The whole thing should make no assumption on type of projection, because I basically just get a projection matrix handed over. So no information about type, fov, near/far distance etc. is available.

The way I’m doing it now is already close to what I need. I’m just curious, if there’s probably a mathematical “correct” (and maybe even simpler) solution.

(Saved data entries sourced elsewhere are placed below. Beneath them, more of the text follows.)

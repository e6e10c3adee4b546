#![allow(clippy::result_large_err)]

use crate::core::artifacts::{ArtifactKind, ArtifactSet};
use crate::core::error::AppError;
use crate::core::pipeline::parameters::JobParameters;
use crate::core::pipeline::result::{PartialResult, PipelineResult};
use crate::core::pipeline::stage::{Stage, StageId};
use async_trait::async_trait;
use base64::engine::general_purpose::STANDARD;
use base64::Engine;
use std::io::{Cursor, Read};
use zip::ZipArchive;

/// Decodes the uploaded package and pulls out its single XTF.
#[derive(Default)]
pub struct ExtractInputZip;

impl ExtractInputZip {
    pub fn new() -> Self {
        ExtractInputZip
    }
}

#[async_trait]
impl Stage for ExtractInputZip {
    fn id(&self) -> StageId {
        StageId::ExtractInputZip
    }

    async fn run(
        &self,
        params: &JobParameters,
        artifacts: &mut ArtifactSet,
        _result: &PipelineResult,
    ) -> Result<PartialResult, AppError> {
        let encoded: String = params
            .base()
            .zip_file
            .chars()
            .filter(|c| !c.is_whitespace())
            .collect();
        let package = match STANDARD.decode(encoded.as_bytes()) {
            Ok(bytes) => bytes,
            Err(err) => {
                return Ok(PartialResult::failed(format!(
                    "The sent file is not valid base64: {}",
                    err
                )))
            }
        };
        artifacts.save_working(ArtifactKind::InputZip, &package)?;

        let xtf = match single_xtf(&package) {
            Ok(bytes) => bytes,
            Err(message) => return Ok(PartialResult::failed(message)),
        };
        let location = artifacts.save_and_publish(ArtifactKind::InputXtf, &xtf)?;
        tracing::debug!(bytes = xtf.len(), location = %location, "input xtf extracted");

        Ok(PartialResult::new().with(ArtifactKind::InputXtf.result_key(), location))
    }
}

/// Bytes of the only `*.xtf` entry; the error is the user-facing failure message.
pub fn single_xtf(package: &[u8]) -> Result<Vec<u8>, String> {
    let mut archive = ZipArchive::new(Cursor::new(package))
        .map_err(|_| "The sent file was not a valid zip.".to_string())?;

    let mut xtf_indices = Vec::new();
    for index in 0..archive.len() {
        let entry = archive
            .by_index(index)
            .map_err(|err| format!("The sent zip could not be read: {}", err))?;
        if !entry.is_dir() && entry.name().to_lowercase().ends_with(".xtf") {
            xtf_indices.push(index);
        }
    }

    match xtf_indices.as_slice() {
        [] => Err("The sent zip does not contain an XTF.".to_string()),
        [index] => {
            let mut entry = archive
                .by_index(*index)
                .map_err(|err| format!("The sent zip could not be read: {}", err))?;
            let mut bytes = Vec::new();
            entry
                .read_to_end(&mut bytes)
                .map_err(|err| format!("The sent zip could not be read: {}", err))?;
            Ok(bytes)
        }
        _ => Err("The sent zip contains more than 1 XTF.".to_string()),
    }
}
pub mod catalog;
pub mod extract;
pub mod lookup;
pub mod snippets;
pub mod transform;
pub mod validate;

use crate::core::pipeline::stage::{StageRegistryBuilder, StageServices};
use std::sync::Arc;

/// Register built-in stages into the supplied builder.
pub fn register_builtins(builder: &mut StageRegistryBuilder, services: Arc<StageServices>) {
    builder
        .register(extract::ExtractInputZip::new())
        .register(validate::ValidateInput::new(services.clone()))
        .register(lookup::ExternalLookupStage::new(services.clone()))
        .register(catalog::FetchCatalog::new(services.clone()))
        .register(transform::ApplyTransform::new(services.clone()))
        .register(validate::ValidateOutput::new(services))
        .register(snippets::BuildSyndicationSnippet::new())
        .register(snippets::BuildStatusSnippet::new());
}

I think this is the way LOD is selected in games:

typedef struct{
    float LOD1distance; // distance is squared here!
    float LOD2distance; // distance is squared here!
    float LOD3distance; // distance is squared here!
    Mesh* LOD0mesh;
    Mesh* LOD1mesh;
    Mesh* LOD2mesh;
//    Mesh* LOD3mesh=NULL; // at LOD3distance, the object is not drawn

Vec3 cameraPos; // in world-space
Vec3 objectPos; // in world-space

Vec3 dist1 = cameraPos-objectPos;

float dist2 = dist1.x*dist1.x + dist1.y*dist1.y + dist1.z*dist1.z;

Mesh* mesh = modelLod->LOD0mesh; // this is the LOD

if(dist2 > modelLod->LOD1distance)mesh=modelLod->LOD1mesh;
if(dist2 > modelLod->LOD2distance)mesh=modelLod->LOD2mesh;
if(dist2 > modelLod->LOD3distance)mesh=NULL;

The code doesn’t handle drawing sniper-scopes, there it’s cheapest to simply have a “float inverse_ZoomFactor=1.0” and multiply dist2 with it before those “if(…)”. Also, to support different viewport-sizes, take into account the viewport-height like this:

inverse_ZoomFactor = (viewport_height/1024.0) / ZoomFactor;
(if the artist chose those LOD1distance, LOD2distance and LOD3 distance values in 1280x1024 viewport-size)

Otherwise, I think the mathematically correct way would be just like I said - use the projection and viewport matrices, put the camera at <0,0,dist2> and transform those 2 points with the 3 matrices. (you can optimize it all to use just 1 matrix and only modify the z of both vertices, then multiply the 2 vertices with the matrix).

[ btw, I’m not a matrix-guru, rather a newbie - so I can be completely wrong ]

For an ortho view it’s just the extents to glOrtho/glViewport.

For a proj view:
far_plane_extents = 2 * far_pane_dist * tan(fov/2)
units_per_pixel = depth / (far_plane_extents/view_extents)

Where ‘extents’, and fov, is either horiz or vert (i decide based on aspect).

I calc & cache the extents when i setup the view. This reduces the units_per_pixel calc to a couple of conditions (is ortho|persp, is aspect > 1), and a single division.

When I need pixel size - I call DDX and DDY for it’s world position. So I get pixel size with slope affecting.